Потом, вероятно, ему надоело разговаривать со мной, и благородный Вителлий отрезал:
– Твой долг рожать здоровых детей, чистокровная. За это ты получаешь полное государственное обеспечение. И не говори мне о морали, у тебя её нет. Вас так воспитывают. Дорогая мамочка!
Смотрю на любезно улыбающегося легата… Старательно вспоминаю его досье… Да, у дорогих мамочек тоже есть досье. Которое пополняется с каждым "выходом в свет". Все разговоры, ведущиеся в нашем присутствии, обрывки разговоров, все события записываются на сложносоставной браслет, обязательный для ношения вне нашей резервации. Я оставила его в камере хранения портальной станции, а сейчас он опять на мне. Эксперты резервации проанализируют эту беседу, а пока что… Имею я право разозлиться? Надоело выслушивать!
– Не надо тыкать мне в нос моей чистокровностью, благородный Вителлий! Ты сам больше чем наполовину чистокровный! И если, почти шестьдесят лет назад, твоя дорогая мамочка не пожелала тебя видеть, я здесь ни при чём! Не срывай на мне свою злость, полукровка!
Оскорбительное слово, подхваченное в другом мире возымело неожиданный эффект. Легат внимательно осмотрел меня посветлевшими от злости глазами. Так, как будто впервые увидел. И увиденное ему понравилось. Широко улыбнулся:
– Ты абсолютно права, кариссима. Приношу самые искренние извинения.
Захотелось надавать себе пощёчин, или перерезать собственное горло. Правильно Зигги меня дурой назвал. Легат не простит. Не умеет. Он так воспитан. Что ж, слово не воробей! Буду молиться, чтобы Зигги нашёл меня раньше, чем уйдёт консул Флавий.

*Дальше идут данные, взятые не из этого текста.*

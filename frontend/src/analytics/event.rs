use serde::{Deserialize, Serialize};
use serde_json::{Map, Value};

/// Free-form event payload.
pub type Properties = Map<String, Value>;

#[derive(Debug, Clone, Copy, PartialEq, Eq, Hash, Serialize, Deserialize)]
#[serde(rename_all = "snake_case")]
pub enum EventKind {
    PageView,
    CtaClick,
    PhoneClick,
    FormStarted,
    FormStepCompleted,
    FormSubmitted,
    FormError,
    ScrollDepth,
    PerformanceMetric,
    Error,
    Conversion,
    ExperimentAssigned,
}

impl EventKind {
    pub fn as_str(&self) -> &'static str {
        match self {
            EventKind::PageView => "page_view",
            EventKind::CtaClick => "cta_click",
            EventKind::PhoneClick => "phone_click",
            EventKind::FormStarted => "form_started",
            EventKind::FormStepCompleted => "form_step_completed",
            EventKind::FormSubmitted => "form_submitted",
            EventKind::FormError => "form_error",
            EventKind::ScrollDepth => "scroll_depth",
            EventKind::PerformanceMetric => "performance_metric",
            EventKind::Error => "error",
            EventKind::Conversion => "conversion",
            EventKind::ExperimentAssigned => "experiment_assigned",
        }
    }
}

impl std::fmt::Display for EventKind {
    fn fmt(&self, f: &mut std::fmt::Formatter<'_>) -> std::fmt::Result {
        f.write_str(self.as_str())
    }
}

/// One enriched observation. Built once by the tracker and never mutated.
#[derive(Debug, Clone, PartialEq, Serialize, Deserialize)]
#[serde(rename_all = "camelCase")]
pub struct Event {
    #[serde(rename = "type")]
    pub kind: EventKind,
    pub session_id: String,
    pub user_id: String,
    pub timestamp: String,
    pub url: String,
    #[serde(default)]
    pub properties: Properties,
}

impl Event {
    /// Flat wire shape: context fields first, caller properties on top.
    pub fn payload(&self) -> Value {
        let mut body = Map::new();
        body.insert("type".to_string(), Value::from(self.kind.as_str()));
        body.insert("sessionId".to_string(), Value::from(self.session_id.clone()));
        body.insert("userId".to_string(), Value::from(self.user_id.clone()));
        body.insert("timestamp".to_string(), Value::from(self.timestamp.clone()));
        body.insert("url".to_string(), Value::from(self.url.clone()));
        for (key, value) in &self.properties {
            body.insert(key.clone(), value.clone());
        }
        Value::Object(body)
    }
}

/// A line item of the e-commerce style conversion report.
#[derive(Debug, Clone, PartialEq, Serialize)]
pub struct PurchaseItem {
    pub item_id: String,
    pub item_name: String,
    pub item_category: String,
    pub price: f64,
    pub quantity: u32,
}

#[derive(Debug, Clone, PartialEq, Serialize)]
pub struct Purchase {
    pub transaction_id: String,
    pub value: f64,
    pub currency: String,
    pub items: Vec<PurchaseItem>,
}

/// Builds a property map from `key => value` pairs.
#[macro_export]
macro_rules! props {
    () => { $crate::analytics::Properties::new() };
    ($($key:expr => $value:expr),+ $(,)?) => {{
        let mut map = $crate::analytics::Properties::new();
        $( map.insert(($key).to_string(), ::serde_json::json!($value)); )+
        map
    }};
}

#[cfg(test)]
mod tests {
    use super::*;
    use serde_json::json;

    fn sample() -> Event {
        Event {
            kind: EventKind::CtaClick,
            session_id: "session_1".to_string(),
            user_id: "user_1".to_string(),
            timestamp: "2026-01-01T00:00:00.000Z".to_string(),
            url: "https://clinic.test/".to_string(),
            properties: crate::props! { "url" => "https://clinic.test/offer", "foo" => 1 },
        }
    }

    #[test]
    fn payload_lets_caller_properties_win() {
        let payload = sample().payload();
        assert_eq!(payload["type"], json!("cta_click"));
        assert_eq!(payload["sessionId"], json!("session_1"));
        assert_eq!(payload["url"], json!("https://clinic.test/offer"));
        assert_eq!(payload["foo"], json!(1));
    }

    #[test]
    fn event_kind_serializes_as_snake_case() {
        let value = serde_json::to_value(EventKind::PerformanceMetric).unwrap();
        assert_eq!(value, json!("performance_metric"));
        assert_eq!(EventKind::PerformanceMetric.to_string(), "performance_metric");
    }

    #[test]
    fn stored_event_keeps_nested_properties() {
        let event = sample();
        let stored = serde_json::to_value(&event).unwrap();
        assert_eq!(stored["properties"]["foo"], json!(1));
        let back: Event = serde_json::from_value(stored).unwrap();
        assert_eq!(back, event);
    }
}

– Завтра продолжим, кариссима. Без оружия. Ножом пользоваться ты умеешь.
– Благородный Вителлий…
Поднятая рука остановила вопрос. Легат Вителлий не желает со мной разговаривать. Молча отвёл меня в каюту консула. Как в тюрьме. Одна по коридорам я не хожу. Задумалась… В замке я тоже одна не ходила. Только в замке я была баронессой, а здесь – конкубина консула. И меня нет. Ни в одном архиве. Со мной можно сделать, что угодно. Меня нет. Поёжилась. Когда консула не станет… Меня защитит только статус дорогой мамочки. А, может быть, и статус не защитит.
Консул вошёл стремительно, как всегда. Поприветствовал легата. Положил мне руки на плечи, заглянул в глаза:
– Глаза грустные, Воробышек. Тебе скучно? Я могу отвезти тебя в поместье, но мне надо быть здесь.
– Мне не скучно. Я буду рядом с тобой, благородный Флавий.
– Я получил разрешение Академии. Завтра мы навестим нашего сына.
Разозлилась. Что сегодня за день такой?!
– Твоего сына!
Презрительная улыбка легата. А консул, с нажимом, повторил:
– Нашего. Нашего сына, Воробышек.
– Я не хочу! Я не поеду!
Благородный Флавий растерянно смотрит на легата, который насмешливо поясняет:
– Чистокровные со своими детьми не встречаются, Марк. Они им не нужны.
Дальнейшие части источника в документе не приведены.